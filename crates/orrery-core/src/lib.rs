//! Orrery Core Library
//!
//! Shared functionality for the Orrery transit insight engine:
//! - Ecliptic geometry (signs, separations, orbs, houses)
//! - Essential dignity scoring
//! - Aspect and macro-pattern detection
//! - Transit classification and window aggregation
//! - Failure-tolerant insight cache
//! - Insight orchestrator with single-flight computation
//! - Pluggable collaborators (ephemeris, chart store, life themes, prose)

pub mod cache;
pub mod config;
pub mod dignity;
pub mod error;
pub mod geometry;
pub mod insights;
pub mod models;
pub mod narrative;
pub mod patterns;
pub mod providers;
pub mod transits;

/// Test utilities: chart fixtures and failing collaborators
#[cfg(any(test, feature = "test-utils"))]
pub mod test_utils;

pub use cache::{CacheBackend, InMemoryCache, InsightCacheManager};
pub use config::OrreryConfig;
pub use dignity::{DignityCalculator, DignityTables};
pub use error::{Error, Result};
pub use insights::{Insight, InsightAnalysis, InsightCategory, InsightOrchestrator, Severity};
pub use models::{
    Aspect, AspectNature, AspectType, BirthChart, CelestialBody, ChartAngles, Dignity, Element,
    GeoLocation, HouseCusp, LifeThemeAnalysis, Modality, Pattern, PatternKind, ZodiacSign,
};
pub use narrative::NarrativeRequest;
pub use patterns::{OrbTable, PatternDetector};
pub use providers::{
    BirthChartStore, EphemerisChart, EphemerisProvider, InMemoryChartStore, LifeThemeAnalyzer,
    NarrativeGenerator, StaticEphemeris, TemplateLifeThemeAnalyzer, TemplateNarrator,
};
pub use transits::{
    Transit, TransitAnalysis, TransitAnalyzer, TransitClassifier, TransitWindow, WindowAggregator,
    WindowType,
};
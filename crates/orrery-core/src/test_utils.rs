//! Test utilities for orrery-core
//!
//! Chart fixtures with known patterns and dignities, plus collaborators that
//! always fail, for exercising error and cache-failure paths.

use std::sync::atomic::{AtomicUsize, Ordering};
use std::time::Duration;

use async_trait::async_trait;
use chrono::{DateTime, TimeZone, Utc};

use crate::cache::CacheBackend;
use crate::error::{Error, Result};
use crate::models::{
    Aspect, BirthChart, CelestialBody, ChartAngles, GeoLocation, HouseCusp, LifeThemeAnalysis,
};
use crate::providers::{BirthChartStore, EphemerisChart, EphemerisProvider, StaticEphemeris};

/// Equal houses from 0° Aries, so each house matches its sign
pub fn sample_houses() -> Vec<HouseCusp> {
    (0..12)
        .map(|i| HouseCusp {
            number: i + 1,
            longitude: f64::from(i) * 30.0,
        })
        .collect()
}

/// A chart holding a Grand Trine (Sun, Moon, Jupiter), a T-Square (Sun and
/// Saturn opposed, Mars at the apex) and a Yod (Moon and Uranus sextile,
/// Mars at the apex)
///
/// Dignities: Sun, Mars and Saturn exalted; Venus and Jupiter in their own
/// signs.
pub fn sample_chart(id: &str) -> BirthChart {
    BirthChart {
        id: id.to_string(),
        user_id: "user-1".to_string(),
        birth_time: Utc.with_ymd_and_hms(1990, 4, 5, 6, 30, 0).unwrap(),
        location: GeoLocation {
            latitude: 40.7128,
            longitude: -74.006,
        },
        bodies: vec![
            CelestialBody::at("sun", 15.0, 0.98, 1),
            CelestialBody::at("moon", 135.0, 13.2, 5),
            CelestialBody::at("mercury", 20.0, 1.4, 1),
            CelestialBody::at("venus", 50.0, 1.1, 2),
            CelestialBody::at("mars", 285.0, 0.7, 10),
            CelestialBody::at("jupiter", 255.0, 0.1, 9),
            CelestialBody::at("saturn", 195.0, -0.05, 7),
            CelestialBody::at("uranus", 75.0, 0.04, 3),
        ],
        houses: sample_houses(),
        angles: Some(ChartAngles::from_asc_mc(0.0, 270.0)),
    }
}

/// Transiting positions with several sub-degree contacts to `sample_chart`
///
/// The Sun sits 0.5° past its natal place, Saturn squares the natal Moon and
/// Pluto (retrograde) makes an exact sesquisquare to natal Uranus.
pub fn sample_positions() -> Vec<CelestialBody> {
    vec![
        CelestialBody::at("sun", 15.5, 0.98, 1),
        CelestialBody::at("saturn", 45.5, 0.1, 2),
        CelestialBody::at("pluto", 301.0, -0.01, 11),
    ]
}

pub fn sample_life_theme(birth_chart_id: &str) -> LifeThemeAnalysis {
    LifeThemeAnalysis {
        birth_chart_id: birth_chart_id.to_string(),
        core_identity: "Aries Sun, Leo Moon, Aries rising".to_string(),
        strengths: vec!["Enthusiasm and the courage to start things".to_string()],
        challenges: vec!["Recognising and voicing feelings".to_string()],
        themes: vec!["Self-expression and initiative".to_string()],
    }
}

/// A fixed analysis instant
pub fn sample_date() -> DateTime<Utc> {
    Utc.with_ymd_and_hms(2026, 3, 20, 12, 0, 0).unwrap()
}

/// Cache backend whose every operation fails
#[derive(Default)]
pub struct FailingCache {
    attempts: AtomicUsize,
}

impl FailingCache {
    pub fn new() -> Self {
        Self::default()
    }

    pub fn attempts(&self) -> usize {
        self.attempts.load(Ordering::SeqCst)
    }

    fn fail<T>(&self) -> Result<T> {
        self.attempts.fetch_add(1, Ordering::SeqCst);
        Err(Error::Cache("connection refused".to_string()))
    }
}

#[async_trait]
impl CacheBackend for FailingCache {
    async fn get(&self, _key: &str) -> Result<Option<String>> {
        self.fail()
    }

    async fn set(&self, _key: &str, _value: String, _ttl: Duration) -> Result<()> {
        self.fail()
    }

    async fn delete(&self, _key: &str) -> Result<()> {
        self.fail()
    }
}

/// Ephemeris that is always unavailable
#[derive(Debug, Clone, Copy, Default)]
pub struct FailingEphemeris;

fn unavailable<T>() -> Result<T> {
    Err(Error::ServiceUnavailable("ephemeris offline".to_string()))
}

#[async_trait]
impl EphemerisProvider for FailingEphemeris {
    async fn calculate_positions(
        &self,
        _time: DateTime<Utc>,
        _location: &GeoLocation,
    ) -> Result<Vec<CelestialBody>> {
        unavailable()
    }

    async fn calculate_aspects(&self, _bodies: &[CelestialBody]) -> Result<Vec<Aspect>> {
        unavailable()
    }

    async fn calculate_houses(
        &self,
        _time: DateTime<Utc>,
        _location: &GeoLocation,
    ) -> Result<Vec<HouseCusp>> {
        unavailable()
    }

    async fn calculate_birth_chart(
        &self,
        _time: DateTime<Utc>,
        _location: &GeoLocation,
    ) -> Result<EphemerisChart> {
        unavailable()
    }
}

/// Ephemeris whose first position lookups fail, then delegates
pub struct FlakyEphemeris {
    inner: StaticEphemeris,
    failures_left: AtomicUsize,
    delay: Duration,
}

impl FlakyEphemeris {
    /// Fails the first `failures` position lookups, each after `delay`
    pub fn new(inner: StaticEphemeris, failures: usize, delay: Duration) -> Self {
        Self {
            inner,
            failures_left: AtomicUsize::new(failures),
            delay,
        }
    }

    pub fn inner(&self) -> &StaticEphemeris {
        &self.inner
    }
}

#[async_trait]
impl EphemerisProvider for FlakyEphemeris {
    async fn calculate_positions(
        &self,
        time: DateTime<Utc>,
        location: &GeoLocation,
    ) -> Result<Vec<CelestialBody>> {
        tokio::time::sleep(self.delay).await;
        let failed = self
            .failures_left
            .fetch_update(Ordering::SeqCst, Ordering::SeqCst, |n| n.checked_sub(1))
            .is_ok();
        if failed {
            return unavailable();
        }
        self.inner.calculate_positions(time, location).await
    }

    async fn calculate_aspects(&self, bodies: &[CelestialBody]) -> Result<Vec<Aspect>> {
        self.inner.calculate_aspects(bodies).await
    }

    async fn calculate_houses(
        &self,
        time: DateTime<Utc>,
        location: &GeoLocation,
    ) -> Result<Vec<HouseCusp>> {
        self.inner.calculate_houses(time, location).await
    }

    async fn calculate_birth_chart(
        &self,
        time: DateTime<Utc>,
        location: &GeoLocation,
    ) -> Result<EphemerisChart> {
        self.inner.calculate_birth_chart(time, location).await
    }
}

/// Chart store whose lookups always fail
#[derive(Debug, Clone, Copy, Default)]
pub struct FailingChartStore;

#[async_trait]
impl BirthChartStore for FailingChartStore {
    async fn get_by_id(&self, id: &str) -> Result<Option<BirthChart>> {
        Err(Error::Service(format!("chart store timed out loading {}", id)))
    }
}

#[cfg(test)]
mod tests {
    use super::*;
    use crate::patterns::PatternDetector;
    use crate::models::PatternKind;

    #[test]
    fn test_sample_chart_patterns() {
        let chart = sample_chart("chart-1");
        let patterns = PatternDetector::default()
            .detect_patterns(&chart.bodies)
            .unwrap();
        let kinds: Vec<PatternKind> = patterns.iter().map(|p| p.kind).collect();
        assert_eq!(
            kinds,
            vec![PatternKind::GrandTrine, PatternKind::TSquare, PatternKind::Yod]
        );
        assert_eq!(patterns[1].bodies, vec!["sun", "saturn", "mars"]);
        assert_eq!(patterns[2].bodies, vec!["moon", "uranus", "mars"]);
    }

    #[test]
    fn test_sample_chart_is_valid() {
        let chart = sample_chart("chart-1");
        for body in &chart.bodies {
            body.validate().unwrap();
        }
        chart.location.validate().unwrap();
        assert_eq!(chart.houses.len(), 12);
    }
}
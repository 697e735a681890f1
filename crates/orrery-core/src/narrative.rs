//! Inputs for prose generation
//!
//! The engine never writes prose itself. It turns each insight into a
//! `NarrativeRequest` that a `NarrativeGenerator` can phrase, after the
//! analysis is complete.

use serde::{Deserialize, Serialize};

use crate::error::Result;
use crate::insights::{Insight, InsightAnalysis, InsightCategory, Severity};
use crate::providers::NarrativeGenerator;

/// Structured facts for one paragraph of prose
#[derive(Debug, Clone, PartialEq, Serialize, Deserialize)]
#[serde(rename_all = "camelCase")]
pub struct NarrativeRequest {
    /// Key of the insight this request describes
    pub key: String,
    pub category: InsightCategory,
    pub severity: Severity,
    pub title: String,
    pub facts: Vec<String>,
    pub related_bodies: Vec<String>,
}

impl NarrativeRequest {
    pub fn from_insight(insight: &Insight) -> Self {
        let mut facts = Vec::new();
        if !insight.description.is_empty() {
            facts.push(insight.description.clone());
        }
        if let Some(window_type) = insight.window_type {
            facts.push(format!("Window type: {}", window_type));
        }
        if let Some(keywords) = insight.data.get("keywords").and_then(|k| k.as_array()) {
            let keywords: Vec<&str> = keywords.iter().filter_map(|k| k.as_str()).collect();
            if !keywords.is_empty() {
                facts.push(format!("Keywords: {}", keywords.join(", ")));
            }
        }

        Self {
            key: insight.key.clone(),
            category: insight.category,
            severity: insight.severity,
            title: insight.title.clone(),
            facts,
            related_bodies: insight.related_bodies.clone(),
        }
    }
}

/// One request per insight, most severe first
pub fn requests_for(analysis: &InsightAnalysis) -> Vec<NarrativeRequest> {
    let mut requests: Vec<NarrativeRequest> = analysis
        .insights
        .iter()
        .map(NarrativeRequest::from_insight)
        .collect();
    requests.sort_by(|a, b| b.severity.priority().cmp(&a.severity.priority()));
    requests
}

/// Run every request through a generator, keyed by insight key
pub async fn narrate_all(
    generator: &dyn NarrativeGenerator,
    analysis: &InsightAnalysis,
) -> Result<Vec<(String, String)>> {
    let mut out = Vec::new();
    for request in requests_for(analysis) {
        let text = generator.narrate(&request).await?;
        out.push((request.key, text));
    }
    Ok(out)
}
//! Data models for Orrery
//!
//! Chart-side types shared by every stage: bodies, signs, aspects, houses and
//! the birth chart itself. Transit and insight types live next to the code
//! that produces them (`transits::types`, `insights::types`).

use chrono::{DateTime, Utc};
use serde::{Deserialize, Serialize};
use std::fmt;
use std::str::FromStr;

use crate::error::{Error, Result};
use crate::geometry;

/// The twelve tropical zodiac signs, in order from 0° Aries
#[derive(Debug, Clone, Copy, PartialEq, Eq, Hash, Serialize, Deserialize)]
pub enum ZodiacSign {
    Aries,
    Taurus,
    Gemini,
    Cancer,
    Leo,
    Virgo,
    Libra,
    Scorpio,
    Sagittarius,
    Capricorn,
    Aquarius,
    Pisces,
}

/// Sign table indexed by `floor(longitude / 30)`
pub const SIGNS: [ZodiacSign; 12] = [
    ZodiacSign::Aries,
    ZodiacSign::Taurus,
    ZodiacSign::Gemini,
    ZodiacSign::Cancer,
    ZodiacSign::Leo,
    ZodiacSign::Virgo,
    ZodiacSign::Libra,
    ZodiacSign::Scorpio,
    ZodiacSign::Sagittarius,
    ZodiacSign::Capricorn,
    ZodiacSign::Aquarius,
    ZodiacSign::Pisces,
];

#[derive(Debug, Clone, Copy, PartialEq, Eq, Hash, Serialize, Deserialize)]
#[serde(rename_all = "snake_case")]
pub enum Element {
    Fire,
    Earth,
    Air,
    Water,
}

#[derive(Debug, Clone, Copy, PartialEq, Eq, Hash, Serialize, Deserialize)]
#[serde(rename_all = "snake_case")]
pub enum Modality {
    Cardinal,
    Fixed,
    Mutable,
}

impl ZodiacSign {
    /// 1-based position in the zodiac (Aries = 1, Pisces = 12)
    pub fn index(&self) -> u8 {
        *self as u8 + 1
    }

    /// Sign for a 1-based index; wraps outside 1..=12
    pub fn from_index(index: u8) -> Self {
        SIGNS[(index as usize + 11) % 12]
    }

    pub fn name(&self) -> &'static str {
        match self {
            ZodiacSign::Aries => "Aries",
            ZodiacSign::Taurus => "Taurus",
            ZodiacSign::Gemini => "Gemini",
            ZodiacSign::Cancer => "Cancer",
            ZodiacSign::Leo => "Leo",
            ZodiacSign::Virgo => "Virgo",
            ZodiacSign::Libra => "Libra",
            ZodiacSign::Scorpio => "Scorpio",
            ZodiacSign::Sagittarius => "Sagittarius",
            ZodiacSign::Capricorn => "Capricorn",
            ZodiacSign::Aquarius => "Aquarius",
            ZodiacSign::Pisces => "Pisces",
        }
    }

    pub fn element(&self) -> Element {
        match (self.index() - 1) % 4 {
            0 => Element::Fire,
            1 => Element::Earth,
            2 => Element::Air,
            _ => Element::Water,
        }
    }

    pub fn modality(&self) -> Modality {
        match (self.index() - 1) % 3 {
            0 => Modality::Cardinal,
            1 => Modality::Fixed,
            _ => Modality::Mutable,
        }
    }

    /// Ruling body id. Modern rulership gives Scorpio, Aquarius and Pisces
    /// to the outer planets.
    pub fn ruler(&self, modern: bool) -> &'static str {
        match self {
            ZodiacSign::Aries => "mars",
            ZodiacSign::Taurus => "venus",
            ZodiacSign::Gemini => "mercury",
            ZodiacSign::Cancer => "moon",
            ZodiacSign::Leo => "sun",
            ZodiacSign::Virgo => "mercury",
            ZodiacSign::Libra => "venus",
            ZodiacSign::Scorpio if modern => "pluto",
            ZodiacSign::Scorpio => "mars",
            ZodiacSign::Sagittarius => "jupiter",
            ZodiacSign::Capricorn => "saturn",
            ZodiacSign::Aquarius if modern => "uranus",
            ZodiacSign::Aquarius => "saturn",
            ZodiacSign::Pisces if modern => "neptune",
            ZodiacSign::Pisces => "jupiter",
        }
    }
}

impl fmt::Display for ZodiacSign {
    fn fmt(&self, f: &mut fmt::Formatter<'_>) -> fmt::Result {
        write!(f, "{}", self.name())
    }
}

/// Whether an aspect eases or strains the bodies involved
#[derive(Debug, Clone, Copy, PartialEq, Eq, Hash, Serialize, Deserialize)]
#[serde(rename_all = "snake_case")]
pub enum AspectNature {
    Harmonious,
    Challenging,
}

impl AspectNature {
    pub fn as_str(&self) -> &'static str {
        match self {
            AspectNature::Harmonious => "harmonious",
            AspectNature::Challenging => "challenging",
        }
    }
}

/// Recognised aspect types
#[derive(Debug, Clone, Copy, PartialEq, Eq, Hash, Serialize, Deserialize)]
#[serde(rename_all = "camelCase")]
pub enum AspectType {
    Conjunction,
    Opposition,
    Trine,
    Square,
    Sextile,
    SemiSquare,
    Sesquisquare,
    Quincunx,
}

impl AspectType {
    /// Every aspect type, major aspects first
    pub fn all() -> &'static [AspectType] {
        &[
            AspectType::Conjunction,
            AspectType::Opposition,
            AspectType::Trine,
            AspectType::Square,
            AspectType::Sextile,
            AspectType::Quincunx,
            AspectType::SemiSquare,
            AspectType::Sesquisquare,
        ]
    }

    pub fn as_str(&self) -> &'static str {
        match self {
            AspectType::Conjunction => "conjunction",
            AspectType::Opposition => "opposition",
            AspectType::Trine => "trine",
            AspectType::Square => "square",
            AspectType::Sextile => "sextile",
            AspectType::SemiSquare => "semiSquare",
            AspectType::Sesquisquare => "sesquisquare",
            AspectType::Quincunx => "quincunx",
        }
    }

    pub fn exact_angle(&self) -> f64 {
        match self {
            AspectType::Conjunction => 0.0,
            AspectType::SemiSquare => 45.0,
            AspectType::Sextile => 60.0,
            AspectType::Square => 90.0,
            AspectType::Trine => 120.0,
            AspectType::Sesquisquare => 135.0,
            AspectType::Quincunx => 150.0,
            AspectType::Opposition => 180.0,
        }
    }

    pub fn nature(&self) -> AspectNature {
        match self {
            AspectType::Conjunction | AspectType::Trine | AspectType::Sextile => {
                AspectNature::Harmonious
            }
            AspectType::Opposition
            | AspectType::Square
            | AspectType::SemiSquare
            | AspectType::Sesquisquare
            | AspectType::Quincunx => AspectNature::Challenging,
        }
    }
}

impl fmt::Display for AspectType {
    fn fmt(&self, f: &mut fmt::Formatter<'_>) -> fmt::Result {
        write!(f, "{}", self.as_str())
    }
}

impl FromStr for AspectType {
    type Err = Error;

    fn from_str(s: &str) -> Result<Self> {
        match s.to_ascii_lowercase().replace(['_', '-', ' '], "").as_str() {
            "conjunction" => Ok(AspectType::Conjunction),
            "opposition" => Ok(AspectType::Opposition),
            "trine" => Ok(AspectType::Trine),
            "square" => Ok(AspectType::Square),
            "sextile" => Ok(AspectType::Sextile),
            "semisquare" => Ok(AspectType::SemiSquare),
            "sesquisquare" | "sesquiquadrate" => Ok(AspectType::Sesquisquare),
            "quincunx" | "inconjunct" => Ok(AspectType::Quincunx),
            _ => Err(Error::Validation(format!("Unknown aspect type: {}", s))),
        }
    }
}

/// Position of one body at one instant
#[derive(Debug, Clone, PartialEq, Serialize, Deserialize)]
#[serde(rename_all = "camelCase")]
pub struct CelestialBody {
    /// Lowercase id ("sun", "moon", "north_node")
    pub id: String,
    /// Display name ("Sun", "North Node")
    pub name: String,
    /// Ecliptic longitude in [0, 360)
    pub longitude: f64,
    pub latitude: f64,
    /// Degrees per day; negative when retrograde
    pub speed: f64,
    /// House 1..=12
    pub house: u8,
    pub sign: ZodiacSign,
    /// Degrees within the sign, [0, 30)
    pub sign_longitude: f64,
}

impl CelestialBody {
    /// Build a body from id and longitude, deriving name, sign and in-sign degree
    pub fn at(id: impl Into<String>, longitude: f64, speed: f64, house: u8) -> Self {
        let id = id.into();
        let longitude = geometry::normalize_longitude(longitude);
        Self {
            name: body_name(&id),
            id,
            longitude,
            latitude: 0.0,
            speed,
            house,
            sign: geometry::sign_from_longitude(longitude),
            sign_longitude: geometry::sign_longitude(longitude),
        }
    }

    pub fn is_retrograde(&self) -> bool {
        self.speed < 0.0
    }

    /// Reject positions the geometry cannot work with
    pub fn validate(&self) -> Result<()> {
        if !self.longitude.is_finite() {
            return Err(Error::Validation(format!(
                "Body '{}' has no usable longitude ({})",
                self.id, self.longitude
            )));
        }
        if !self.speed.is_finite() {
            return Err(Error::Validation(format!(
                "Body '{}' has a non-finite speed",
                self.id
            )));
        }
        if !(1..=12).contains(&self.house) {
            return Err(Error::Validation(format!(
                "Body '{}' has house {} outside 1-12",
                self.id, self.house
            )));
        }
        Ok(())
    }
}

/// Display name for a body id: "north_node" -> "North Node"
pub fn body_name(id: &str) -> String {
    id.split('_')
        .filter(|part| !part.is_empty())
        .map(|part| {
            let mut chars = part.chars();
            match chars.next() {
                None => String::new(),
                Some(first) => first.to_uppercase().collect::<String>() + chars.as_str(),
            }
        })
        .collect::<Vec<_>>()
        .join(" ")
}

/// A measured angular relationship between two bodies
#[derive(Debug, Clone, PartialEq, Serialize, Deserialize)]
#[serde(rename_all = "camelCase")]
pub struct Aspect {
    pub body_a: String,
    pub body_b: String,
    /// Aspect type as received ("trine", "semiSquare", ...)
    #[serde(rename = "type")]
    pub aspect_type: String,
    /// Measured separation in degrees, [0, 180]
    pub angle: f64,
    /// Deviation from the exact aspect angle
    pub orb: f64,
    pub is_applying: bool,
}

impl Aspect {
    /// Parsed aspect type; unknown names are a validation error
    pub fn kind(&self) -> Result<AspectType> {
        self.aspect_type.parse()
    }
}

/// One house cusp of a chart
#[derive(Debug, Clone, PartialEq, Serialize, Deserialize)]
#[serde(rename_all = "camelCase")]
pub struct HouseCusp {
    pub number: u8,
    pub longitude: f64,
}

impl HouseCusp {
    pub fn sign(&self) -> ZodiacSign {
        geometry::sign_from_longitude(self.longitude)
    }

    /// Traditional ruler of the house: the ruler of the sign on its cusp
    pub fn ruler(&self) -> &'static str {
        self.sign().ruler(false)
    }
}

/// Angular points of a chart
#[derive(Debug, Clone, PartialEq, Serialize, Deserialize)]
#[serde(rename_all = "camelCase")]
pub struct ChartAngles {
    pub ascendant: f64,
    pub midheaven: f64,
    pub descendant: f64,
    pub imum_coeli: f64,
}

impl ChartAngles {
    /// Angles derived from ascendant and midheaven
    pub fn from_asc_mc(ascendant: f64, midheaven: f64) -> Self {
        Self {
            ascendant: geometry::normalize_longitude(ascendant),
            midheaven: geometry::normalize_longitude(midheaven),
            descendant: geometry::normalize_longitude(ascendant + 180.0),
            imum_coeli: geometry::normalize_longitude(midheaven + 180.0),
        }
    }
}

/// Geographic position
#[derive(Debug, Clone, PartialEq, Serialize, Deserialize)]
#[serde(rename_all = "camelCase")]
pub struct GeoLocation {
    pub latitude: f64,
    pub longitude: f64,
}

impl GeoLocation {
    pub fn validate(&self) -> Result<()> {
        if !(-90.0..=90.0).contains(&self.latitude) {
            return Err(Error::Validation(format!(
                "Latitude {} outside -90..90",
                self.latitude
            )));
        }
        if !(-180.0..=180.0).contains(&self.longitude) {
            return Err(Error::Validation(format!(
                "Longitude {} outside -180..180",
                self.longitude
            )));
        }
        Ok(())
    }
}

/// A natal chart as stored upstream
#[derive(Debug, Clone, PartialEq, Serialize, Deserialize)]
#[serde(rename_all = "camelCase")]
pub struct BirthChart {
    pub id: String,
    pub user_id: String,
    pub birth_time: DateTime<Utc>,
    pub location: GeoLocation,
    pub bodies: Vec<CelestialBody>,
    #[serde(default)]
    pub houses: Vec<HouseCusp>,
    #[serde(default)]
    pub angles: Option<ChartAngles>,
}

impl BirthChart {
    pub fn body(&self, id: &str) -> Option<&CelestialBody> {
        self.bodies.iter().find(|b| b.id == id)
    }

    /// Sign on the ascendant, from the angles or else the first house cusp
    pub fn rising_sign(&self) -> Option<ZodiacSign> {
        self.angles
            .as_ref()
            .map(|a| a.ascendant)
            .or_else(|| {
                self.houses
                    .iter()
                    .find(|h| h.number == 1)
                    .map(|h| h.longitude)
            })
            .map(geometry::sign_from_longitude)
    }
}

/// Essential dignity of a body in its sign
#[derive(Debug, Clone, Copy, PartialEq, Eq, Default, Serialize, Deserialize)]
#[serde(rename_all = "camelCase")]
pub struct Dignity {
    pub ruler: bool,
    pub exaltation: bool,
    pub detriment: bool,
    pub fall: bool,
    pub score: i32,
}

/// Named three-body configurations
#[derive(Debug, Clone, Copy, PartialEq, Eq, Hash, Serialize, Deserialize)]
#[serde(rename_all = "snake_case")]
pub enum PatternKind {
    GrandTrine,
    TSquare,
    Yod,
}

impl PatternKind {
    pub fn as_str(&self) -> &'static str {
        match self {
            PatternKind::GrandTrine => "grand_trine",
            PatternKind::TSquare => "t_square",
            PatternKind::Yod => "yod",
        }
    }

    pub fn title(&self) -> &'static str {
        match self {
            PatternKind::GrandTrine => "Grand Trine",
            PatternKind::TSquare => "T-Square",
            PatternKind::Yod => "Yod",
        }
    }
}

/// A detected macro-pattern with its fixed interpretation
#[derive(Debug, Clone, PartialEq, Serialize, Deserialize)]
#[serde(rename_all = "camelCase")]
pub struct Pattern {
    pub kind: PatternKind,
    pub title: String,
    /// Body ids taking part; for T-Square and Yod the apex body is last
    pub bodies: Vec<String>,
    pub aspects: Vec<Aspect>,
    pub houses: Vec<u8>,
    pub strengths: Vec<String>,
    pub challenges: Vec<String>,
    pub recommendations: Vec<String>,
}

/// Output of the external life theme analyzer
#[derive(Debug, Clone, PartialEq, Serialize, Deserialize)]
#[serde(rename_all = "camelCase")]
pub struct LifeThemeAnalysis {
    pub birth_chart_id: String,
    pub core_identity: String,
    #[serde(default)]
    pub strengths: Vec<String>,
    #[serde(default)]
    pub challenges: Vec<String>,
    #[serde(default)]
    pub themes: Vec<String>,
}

INSTRUCTIONS FOR THE TASK> Copy the records above exactly, please, but only from the first line through the line containing "and failing collaborators".

SOLUTION TO THIS EXERCISE>
filename crates/orrery-core/src/lib.rs
//! Orrery Core Library
//!
//! Shared functionality for the Orrery transit insight engine:
//! - Ecliptic geometry (signs, separations, orbs, houses)
//! - Essential dignity scoring
//! - Aspect and macro-pattern detection
//! - Transit classification and window aggregation
//! - Failure-tolerant insight cache
//! - Insight orchestrator with single-flight computation
//! - Pluggable collaborators (ephemeris, chart store, life themes, prose)

pub mod cache;
pub mod config;
pub mod dignity;
pub mod error;
pub mod geometry;
pub mod insights;
pub mod models;
pub mod narrative;
pub mod patterns;
pub mod providers;
pub mod transits;

/// Test utilities: chart fixtures and failing collaborators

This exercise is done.